For this first attempt, we will take $p=2$.

# Defining functions

## Sigmoid

Sigmoid $\sigma(x) = \frac{1}{1+e^{-x}}$ and its derrivatives.

Sigmoid with parameter $t$
$$ \sigma_t(x) = \frac{1}{1+e^{-tx}}$$

In [2]:
T = 1

In [3]:
def sig(x):
    return 1 / (1 + np.exp(-T*x))

def sig1(x):
    return T * sig(x) * (1 - sig(x))

def sig2(x):
    return T * (sig1(x) - 2*sig(x)*sig1(x))

def sig3(x):
    return T * (sig2(x) - 2 * (sig1(x)**2 + sig(x) * sig2(x)))

def sig_pr(x, k):
    if k==0:
        return sig(x)
    if k==1:
        return sig1(x)
    if k==2:
        return sig2(x)
    if k==3:
        return sig3(x)

## RHS

The right side of the equation:  $\Delta\Psi(x,y) = 6 x (x-1) (1-2 y) + 2 y (y-1) (1-2 y)$

In [4]:
K=1
def f(x, y):
    return K * (6*(x-1)*x*(1-2*y) + 2*(y-1)*y*(1-2*y))

The analytic solution is given by: $\ \Psi_a(x,y) = x (1-x) y (1-y) (1-2 y)$

In [5]:
def psi_a(x, y):
    return K * x*(1-x)*y*(1-y)*(1-2*y)

$$\frac{\partial}{\partial x} \Psi_a = (1-2x) y (1-y) (1-2 y)$$

In [6]:
def psi_a_dx(x,y):
    return K * (1-2*x)*y*(1-y)*(1-2*y)

$$\frac{\partial}{\partial y} \Psi_a = x (1-x) (1-6y + 6y^2) $$

In [7]:
def psi_a_dy(x,y):
    return K * x*(1-x)*(1-6*y+6*(y**2))

## Neural Network

The output of neural network $N(x,y,\vec{p})$, where $\vec{p} = [w, u, v]$:
$$N = \sum_i^H v_i \sigma(z_i) \text{, where } z_i = w_{i0} x + w_{i1} y + u_i$$

In [8]:
def z(x, y, p):
    z_x = np.multiply(x, p[0][0])
    z_y = np.multiply(y, p[0][1])
    z_ = np.array([z_x, z_y, p[1]]).sum(axis=0)
    return z_

def N(x, y, p):
    return np.sum(np.multiply(sig(z(x,y,p)), p[2]))

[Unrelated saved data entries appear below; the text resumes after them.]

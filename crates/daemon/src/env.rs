// SPDX-License-Identifier: BUSL-1.1
// Copyright (c) 2026 Alfred Jean LLC

//! Centralized environment variable access for the daemon crate.

use std::path::PathBuf;
use std::str::FromStr;
use std::time::Duration;

use flow_engine::{EngineConfig, RetryPolicy, DEFAULT_FINISHED_JOBS_KEPT};

use crate::lifecycle::LifecycleError;

/// Resolve state directory: FLOW_STATE_DIR > XDG_STATE_HOME/flow > ~/.local/state/flow
pub fn state_dir() -> Result<PathBuf, LifecycleError> {
    if let Some(dir) = non_empty("FLOW_STATE_DIR") {
        return Ok(PathBuf::from(dir));
    }
    if let Some(xdg) = non_empty("XDG_STATE_HOME") {
        return Ok(PathBuf::from(xdg).join("flow"));
    }
    let home = non_empty("HOME").ok_or(LifecycleError::NoStateDir)?;
    Ok(PathBuf::from(home).join(".local/state/flow"))
}

/// Directory of `<flow>.toml` definitions (default `<state_dir>/flows`)
pub fn flows_dir() -> Option<PathBuf> {
    non_empty("FLOW_FLOWS_DIR").map(PathBuf::from)
}

/// Directory for the daemon log file. Logs go to stderr when unset.
pub fn log_dir() -> Option<PathBuf> {
    non_empty("FLOW_LOG_DIR").map(PathBuf::from)
}

/// `EnvFilter` directives (default `info`)
pub fn log_filter() -> String {
    non_empty("FLOW_LOG").unwrap_or_else(|| "info".to_string())
}

pub fn queue_capacity() -> usize {
    parse("FLOW_QUEUE_CAPACITY").unwrap_or(EngineConfig::default().queue_capacity)
}

/// Finished jobs kept in memory per flow; `unlimited` keeps them all
pub fn finished_jobs_kept() -> Option<usize> {
    match non_empty("FLOW_FINISHED_JOBS_KEPT").as_deref() {
        Some("unlimited") => None,
        _ => Some(parse("FLOW_FINISHED_JOBS_KEPT").unwrap_or(DEFAULT_FINISHED_JOBS_KEPT)),
    }
}

/// Accepts `1/0`, `true/false`, `yes/no`
pub fn allow_concurrent_builds() -> bool {
    non_empty("FLOW_ALLOW_CONCURRENT_BUILDS")
        .and_then(|s| parse_bool(&s))
        .unwrap_or(EngineConfig::default().allow_concurrent_builds)
}

/// Deadline for commands whose node sets no `timeout_secs` (default 1h)
pub fn agent_timeout() -> Duration {
    parse("FLOW_AGENT_TIMEOUT_MS").map(Duration::from_millis).unwrap_or(Duration::from_secs(3600))
}

/// Commands executing at once (default 16)
pub fn max_in_flight() -> usize {
    parse("FLOW_MAX_IN_FLIGHT").filter(|n| *n > 0).unwrap_or(16)
}

pub fn persist_retry() -> RetryPolicy {
    let default = RetryPolicy::default();
    let attempts = parse("FLOW_PERSIST_RETRIES").unwrap_or(default.max_attempts);
    let backoff = parse("FLOW_PERSIST_BACKOFF_MS")
        .map(Duration::from_millis)
        .unwrap_or(default.initial_backoff);
    RetryPolicy::new(attempts, backoff)
}

/// Shutdown drain timeout (default 5s, configurable via `FLOW_DRAIN_TIMEOUT_MS`).
pub fn drain_timeout() -> Duration {
    parse("FLOW_DRAIN_TIMEOUT_MS").map(Duration::from_millis).unwrap_or(Duration::from_secs(5))
}

fn non_empty(name: &str) -> Option<String> {
    std::env::var(name).ok().filter(|s| !s.is_empty())
}

/// Unparseable values fall back to the default, with a warning.
fn parse<T: FromStr>(name: &str) -> Option<T> {
    let raw = non_empty(name)?;
    match raw.trim().parse() {
        Ok(v) => Some(v),
        Err(_) => {
            tracing::warn!(var = name, value = %raw, "ignoring invalid value");
            None
        }
    }
}

fn parse_bool(s: &str) -> Option<bool> {
    match s.trim().to_ascii_lowercase().as_str() {
        "1" | "true" | "yes" => Some(true),
        "0" | "false" | "no" => Some(false),
        _ => None,
    }
}

#[cfg(test)]
#[path = "env_tests.rs"]
mod tests;
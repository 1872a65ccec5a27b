// SPDX-License-Identifier: BUSL-1.1
// Copyright (c) 2026 Alfred Jean LLC

//! Transport between the command queue and an execution agent.
//!
//! The dispatcher drains the queue, hands each command to the agent under a
//! deadline and feeds the agent's report back through `callback`.

use std::sync::Arc;
use std::time::Duration;

use flow_adapters::AgentAdapter;
use flow_core::{Clock, CmdQueueItem, CmdStatus};
use flow_engine::{CallbackOutcome, JobService};
use tokio::sync::{OwnedSemaphorePermit, Semaphore};
use tokio::task::{JoinHandle, JoinSet};
use tokio_util::sync::CancellationToken;

#[derive(Clone)]
pub struct Dispatcher<A: AgentAdapter, C: Clock> {
    service: Arc<JobService<C>>,
    agent: A,
    /// Deadline for commands whose node sets none
    default_timeout: Duration,
    in_flight: Arc<Semaphore>,
    cancel: CancellationToken,
}

impl<A: AgentAdapter, C: Clock> Dispatcher<A, C> {
    pub fn new(
        service: Arc<JobService<C>>,
        agent: A,
        default_timeout: Duration,
        max_in_flight: usize,
        cancel: CancellationToken,
    ) -> Self {
        Self {
            service,
            agent,
            default_timeout,
            in_flight: Arc::new(Semaphore::new(max_in_flight.max(1))),
            cancel,
        }
    }

    pub fn spawn(self) -> JoinHandle<()> {
        tokio::spawn(self.run())
    }

    /// Dequeue and execute commands until cancelled or the queue closes.
    ///
    /// Commands still executing when cancelled are abandoned without a
    /// callback.
    pub async fn run(self) {
        let mut tasks = JoinSet::new();
        loop {
            let permit = tokio::select! {
                _ = self.cancel.cancelled() => break,
                permit = Arc::clone(&self.in_flight).acquire_owned() => match permit {
                    Ok(permit) => permit,
                    Err(_) => break,
                },
            };
            let item = tokio::select! {
                _ = self.cancel.cancelled() => break,
                item = self.service.queue().dequeue() => match item {
                    Some(item) => item,
                    None => break,
                },
            };
            tasks.spawn(self.clone().execute(item, permit));

            while let Some(joined) = tasks.try_join_next() {
                if let Err(e) = joined {
                    tracing::error!(error = %e, "command task failed");
                }
            }
        }

        tracing::debug!(in_flight = tasks.len(), "dispatcher stopping");
        while let Some(joined) = tasks.join_next().await {
            if let Err(e) = joined {
                tracing::error!(error = %e, "command task failed");
            }
        }
        tracing::info!("dispatcher stopped");
    }

    async fn execute(self, item: CmdQueueItem, permit: OwnedSemaphorePermit) {
        let started = self.service.callback(item.reply(CmdStatus::Running, None)).await;
        if let CallbackOutcome::Discarded(reason) = started {
            tracing::debug!(cmd_id = %item.cmd_id, %reason, "command withdrawn, not executing");
            return;
        }

        let deadline =
            item.payload.timeout_secs.map(Duration::from_secs).unwrap_or(self.default_timeout);
        let result = tokio::select! {
            _ = self.cancel.cancelled() => {
                tracing::info!(cmd_id = %item.cmd_id, node = %item.node_path, "command abandoned");
                return;
            }
            result = tokio::time::timeout(deadline, self.agent.execute(&item)) => result,
        };

        let reply = match result {
            Ok(Ok(reply)) => reply.into_callback(&item),
            Ok(Err(e)) => {
                tracing::warn!(
                    cmd_id = %item.cmd_id,
                    node = %item.node_path,
                    error = %e,
                    "agent failed"
                );
                item.reply(CmdStatus::Failure, None)
            }
            Err(_) => {
                tracing::warn!(
                    cmd_id = %item.cmd_id,
                    node = %item.node_path,
                    deadline_ms = deadline.as_millis() as u64,
                    "command timed out"
                );
                item.reply(CmdStatus::Timeout, None)
            }
        };

        // The callback may wait for queue space; free the slot first so the
        // loop keeps draining.
        drop(permit);
        let outcome = self.service.callback(reply).await;
        tracing::debug!(cmd_id = %item.cmd_id, ?outcome, "command reported");
    }
}

#[cfg(test)]
#[path = "dispatch_tests.rs"]
mod tests;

$$\frac{\partial^k N}{\partial x_j^k} = \sum_{i=1}^H v_i w_{ij}^k \sigma^{(k)}$$

In [9]:
def dN_dxj_k(x, y, p, j, k):
    wj = p[0][j]
    v = p[2]
    z_ = z(x, y, p)
    
    return np.sum(v * (wj**k) * sig_pr(z_, k))

$$\frac{\partial N}{\partial w_j} = x_j v \sigma '$$

In [10]:
def dN_dwj(x, y, p, j):
    xj = x if j==0 else y
    v = p[2]
    z_ = z(x, y, p)
    return xj * v * sig1(z_)

$$ \frac{\partial}{\partial w_j} \frac{\partial N}{\partial x_k} = x_j v w_k \sigma'' + v_i \sigma' \quad\text{ if } j = k$$

$$ \frac{\partial}{\partial w_j} \frac{\partial N}{\partial x_k} = x_j v w_k \sigma'' \quad\text{ if } j \neq k$$

In [11]:
def d_dwj_dN_dxk(x, y, p, j, k):
    xj = x if j==0 else y
    wk = p[0][k]
    jk = 1 if j==k else 0
    v = p[2]
    z_ = z(x, y, p)
    return xj * v * wk * sig2(z_) + jk * v * sig1(z_)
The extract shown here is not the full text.